Le rapport périodique des Pays-Bas (CERD/C/NLD/18, regroupant les dix-septième et dix-huitième rapports) indique que qu'après l'assassinat du cinéaste Theo van Gogh, survenu le 2 novembre 2004, des tensions entre la population néerlandaise de souche et des minorités ethniques se sont manifestées, ce qui a entraîné une hausse du nombre d'incidents racistes et xénophobes. Plusieurs mesures stratégiques ont été prises pour remédier à cette situation et améliorer la compréhension réciproque entre les groupes concernés. Parmi celles qui se sont révélées efficaces, il convient de citer la consultation fréquente de plusieurs organismes représentatifs des minorités ethniques, que le Gouvernement néerlandais a regroupés au sein du Comité consultatif national des minorités ethniques (LOM); la tenue régulière de réunions entre le Ministre du logement, des quartiers et de l'intégration et deux groupements d'organisations islamiques, le Bureau d'information pour les musulmans et l'administration publique (CGO) et le Groupe de contact islamique (CGI); l'adoption de politiques tendant à renforcer la capacité d'adaptation des minorités ethniques; le lancement de l'initiative pour la cohésion sociale. Ces mesures ont eu des résultats: en 2005 et en 2006, le nombre d'incidents racistes et xénophobes a considérablement diminué, fait valoir le rapport. Des efforts sont déployés pour créer un réseau national de services de lutte contre la discrimination, dont la tâche la plus importante consistera à enregistrer les plaintes, poursuit le rapport. L'organisation nationale de lutte contre la discrimination «Article premier» consigne les plaintes présentées aux bureaux locaux de lutte contre la discrimination et publie un rapport annuel. Le 1er janvier 2004, une modification des dispositions du Code pénal relatives à la lutte contre la discrimination est entrée en vigueur, avec pour effet d'alourdir la peine maximale sanctionnant les formes structurelles de discrimination, indique le rapport. Il fait en outre savoir que quelque 9,3 % des fonctionnaires de l'administration centrale sont issus d'une minorité ethnique.

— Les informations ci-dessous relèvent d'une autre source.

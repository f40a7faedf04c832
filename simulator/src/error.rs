use std::path::PathBuf;
use thiserror::Error;

/// Errors raised while generating the synthetic dispensing data.
#[derive(Debug, Error)]
pub enum SimulationError {
    #[error("I/O error: {0}")]
    Io(#[from] std::io::Error),

    #[error("CSV error: {0}")]
    Csv(#[from] csv::Error),

    /// The medication catalog exists but cannot be used.
    #[error("invalid medication catalog {}: {reason}", .path.display())]
    Catalog { path: PathBuf, reason: String },
}
//! Shared configuration and filesystem helpers for the grading toolkit.

pub mod config;
pub mod grading_config;
pub mod paths;
pub mod test_helpers;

Le Gouvernement néerlandais partage les préoccupations du Comité concernant la diffusion sur l'Internet de documents à caractère raciste et discriminatoire. Le grand nombre de plaintes présentées à la Permanence contre la discrimination sur l'Internet (MDI) est imputable à l'augmentation globale du nombre de personnes qui utilisent l'Internet et qui connaissent l'existence de la Permanence, d'une part, et au fait que, comme l'Internet est un moyen de communication relativement anonyme, il offre la possibilité aux individus et aux groupes racistes d'exprimer publiquement leurs idées, d'autre part. Dans son rapport annuel pour 2005, la Permanence contre la discrimination sur l'Internet indique avoir enregistré 1289 messages à contenu raciste cette année-là. En ce qui concerne les groupes ciblés, la Permanence a relevé que le nombre de déclarations visant des musulmans avait considérablement augmenté et, pour la première fois depuis sa création, elle a constaté que les musulmans étaient la minorité qui faisait l'objet du plus grand nombre de déclarations racistes (371). En revanche, cette même année, le nombre de déclarations antisémites (302) et, dans une moindre mesure, de propos discriminatoires visant les Néerlandais de souche (38) publiées sur l'Internet avait diminué.

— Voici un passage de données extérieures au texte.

//! Grading configuration file model.
//!
//! A grading run is described by one JSON file: where the answer key lives, which
//! criteria are checked (and how), which submission workbooks to look for, and any
//! instructor-written feedback overrides. Relative paths inside the file are resolved
//! against the directory that contains it.

use serde::{Deserialize, Serialize};
use std::collections::{BTreeMap, HashSet};
use std::fs;
use std::path::{Path, PathBuf};
use thiserror::Error;

use crate::paths::resolve_against;

#[derive(Debug, Error)]
pub enum ConfigError {
    #[error("failed to read grading config {path:?}: {source}")]
    Io {
        path: PathBuf,
        #[source]
        source: std::io::Error,
    },
    #[error("invalid grading config JSON in {path:?}: {source}")]
    Parse {
        path: PathBuf,
        #[source]
        source: serde_json::Error,
    },
    #[error("invalid grading config: {0}")]
    Invalid(String),
}

#[derive(Debug, Clone, Copy, Deserialize, Serialize, PartialEq, Eq)]
#[serde(rename_all = "lowercase")]
pub enum GradingMethod {
    /// Row-by-row comparison aligned on a key column.
    Rows,
    /// Comparison of the set of distinct values in one column.
    Membership,
}

/// Where a criterion's reference dataset comes from.
#[derive(Debug, Clone, Deserialize, Serialize, PartialEq)]
#[serde(tag = "kind", rename_all = "snake_case")]
pub enum ReferenceSource {
    /// Read directly from a sheet of the solution workbook. `None` reuses the
    /// criterion's submission sheet name.
    Sheet {
        #[serde(default)]
        sheet: Option<String>,
    },
    /// Derived from raw measurements: patients at or above the BMI (and optional
    /// age) threshold, joined with their contact details.
    BmiCohort {
        min_bmi: f64,
        #[serde(default)]
        min_age: Option<f64>,
    },
}

impl Default for ReferenceSource {
    fn default() -> Self {
        ReferenceSource::Sheet { sheet: None }
    }
}

#[derive(Debug, Clone, Deserialize, Serialize)]
pub struct SolutionOptions {
    /// Solution workbook: a directory of `<sheet>.csv` files or a single CSV file.
    pub path: PathBuf,

    #[serde(default = "default_measurements_sheet")]
    pub measurements_sheet: String,

    #[serde(default = "default_contacts_sheet")]
    pub contacts_sheet: String,
}

#[derive(Debug, Clone, Deserialize, Serialize)]
pub struct CriterionConfig {
    pub id: String,

    /// Submission sheet holding the answer. `None` means the workbook's only sheet.
    #[serde(default)]
    pub sheet: Option<String>,

    #[serde(default = "default_method")]
    pub method: GradingMethod,

    /// Alignment key for row grading; the compared value column for membership grading.
    #[serde(alias = "value_column")]
    pub key_column: String,

    #[serde(default)]
    pub compared_columns: Vec<String>,

    /// Drop exported dataframe index columns before grading. Defaults to `true`
    /// for membership criteria and `false` for row criteria.
    #[serde(default)]
    pub strip_index: Option<bool>,

    #[serde(default)]
    pub reference: ReferenceSource,

    /// Per-verdict note overrides for this criterion only.
    #[serde(default)]
    pub feedback: BTreeMap<String, String>,
}

impl CriterionConfig {
    pub fn strips_index(&self) -> bool {
        self.strip_index
            .unwrap_or(self.method == GradingMethod::Membership)
    }
}

#[derive(Debug, Clone, Deserialize, Serialize)]
pub struct SubmissionConfig {
    pub label: String,
    pub path: PathBuf,

    /// Optional submissions that are absent on disk are skipped instead of graded
    /// as import errors.
    #[serde(default = "default_optional")]
    pub optional: bool,
}

#[derive(Debug, Clone, Default, Deserialize, Serialize)]
pub struct FeedbackOptions {
    /// Per-verdict note overrides applied to every criterion.
    #[serde(default)]
    pub overrides: BTreeMap<String, String>,
}

#[derive(Debug, Clone, Deserialize, Serialize)]
pub struct OutputOptions {
    #[serde(default)]
    pub results_dir: Option<PathBuf>,

    #[serde(default = "default_report_file")]
    pub report_file: String,
}

impl Default for OutputOptions {
    fn default() -> Self {
        Self {
            results_dir: None,
            report_file: default_report_file(),
        }
    }
}

#[derive(Debug, Clone, Deserialize, Serialize)]
pub struct GradingConfig {
    #[serde(default = "default_assignment")]
    pub assignment: String,

    pub solution: SolutionOptions,

    pub criteria: Vec<CriterionConfig>,

    #[serde(default)]
    pub submissions: Vec<SubmissionConfig>,

    #[serde(default)]
    pub feedback: FeedbackOptions,

    #[serde(default)]
    pub output: OutputOptions,
}

impl GradingConfig {
    /// Parse a grading config from a JSON string without touching the filesystem.
    pub fn from_json(raw: &str) -> Result<Self, serde_json::Error> {
        serde_json::from_str(raw)
    }

    /// Read, parse, validate and path-resolve a grading config file.
    pub fn load(path: impl AsRef<Path>) -> Result<Self, ConfigError> {
        let path = path.as_ref();
        let raw = fs::read_to_string(path).map_err(|source| ConfigError::Io {
            path: path.to_path_buf(),
            source,
        })?;
        let mut cfg = Self::from_json(&raw).map_err(|source| ConfigError::Parse {
            path: path.to_path_buf(),
            source,
        })?;

        cfg.validate()?;

        let base = path.parent().unwrap_or_else(|| Path::new("."));
        cfg.resolve_paths(base);
        Ok(cfg)
    }

    pub fn save(&self, path: impl AsRef<Path>) -> Result<(), ConfigError> {
        let path = path.as_ref();
        let json = serde_json::to_string_pretty(self)
            .map_err(|e| ConfigError::Invalid(format!("failed to serialize config: {e}")))?;
        fs::write(path, json).map_err(|source| ConfigError::Io {
            path: path.to_path_buf(),
            source,
        })
    }

    pub fn validate(&self) -> Result<(), ConfigError> {
        if self.criteria.is_empty() {
            return Err(ConfigError::Invalid("at least one criterion is required".into()));
        }

        let mut seen = HashSet::new();
        for criterion in &self.criteria {
            if criterion.id.trim().is_empty() {
                return Err(ConfigError::Invalid("criterion id must not be empty".into()));
            }
            if !seen.insert(criterion.id.as_str()) {
                return Err(ConfigError::Invalid(format!(
                    "duplicate criterion id `{}`",
                    criterion.id
                )));
            }
            if criterion.key_column.trim().is_empty() {
                return Err(ConfigError::Invalid(format!(
                    "criterion `{}` has no key column",
                    criterion.id
                )));
            }
            if let ReferenceSource::BmiCohort { min_bmi, .. } = criterion.reference {
                if !min_bmi.is_finite() {
                    return Err(ConfigError::Invalid(format!(
                        "criterion `{}` has a non-finite BMI threshold",
                        criterion.id
                    )));
                }
            }
        }

        let mut labels = HashSet::new();
        for submission in &self.submissions {
            if !labels.insert(submission.label.as_str()) {
                return Err(ConfigError::Invalid(format!(
                    "duplicate submission label `{}`",
                    submission.label
                )));
            }
        }

        Ok(())
    }

    /// Rewrite every relative path in the config so it is relative to `base`.
    pub fn resolve_paths(&mut self, base: &Path) {
        self.solution.path = resolve_against(base, &self.solution.path);
        for submission in &mut self.submissions {
            submission.path = resolve_against(base, &submission.path);
        }
        if let Some(dir) = self.output.results_dir.take() {
            self.output.results_dir = Some(resolve_against(base, &dir));
        }
    }
}

//Default Functions

fn default_assignment() -> String {
    "Assignment".to_string()
}

fn default_measurements_sheet() -> String {
    "HeightWeight".to_string()
}

fn default_contacts_sheet() -> String {
    "Contact Info".to_string()
}

fn default_method() -> GradingMethod {
    GradingMethod::Rows
}

fn default_optional() -> bool {
    true
}

fn default_report_file() -> String {
    "results.json".to_string()
}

Le rapport indique que certains quartiers caractérisés par une forte concentration d'immigrants sont très difficiles: le taux de chômage et d'abandon scolaire y est élevé, l'espace public n'y est pas utilisé de manière adéquate et les taux de criminalité sont importants. Rien ne prouve clairement que ces problèmes sont imputables à l'origine ethnique des populations concernées ou qu'ils sont liés à la situation socioéconomique défavorisée des immigrants. Toutefois, le Gouvernement est convaincu que, si la composition de la population était plus diversifiée dans ces quartiers, ceux ci y gagneraient. Dans ce contexte, la diversification doit être comprise non seulement comme le mélange de personnes de différentes origines ethniques mais aussi comme le mélange de diverses catégories socioéconomiques. Le Gouvernement met sur le marché différents types de logements, dont certains destinés aux catégories aisées, l'idée étant qu'un parc immobilier varié permet de diversifier la composition démographique d'un quartier et, avec le temps, d'en faire un «meilleur» quartier. Le Ministère de l'éducation s'efforce certes de lutter contre la ségrégation à l'école, mais les parents sont libres de choisir l'école dans laquelle ils souhaitent placer leur enfant et les écoles privées (contrairement aux écoles publiques) ne sont pas tenues d'accepter des élèves, souligne par ailleurs le rapport.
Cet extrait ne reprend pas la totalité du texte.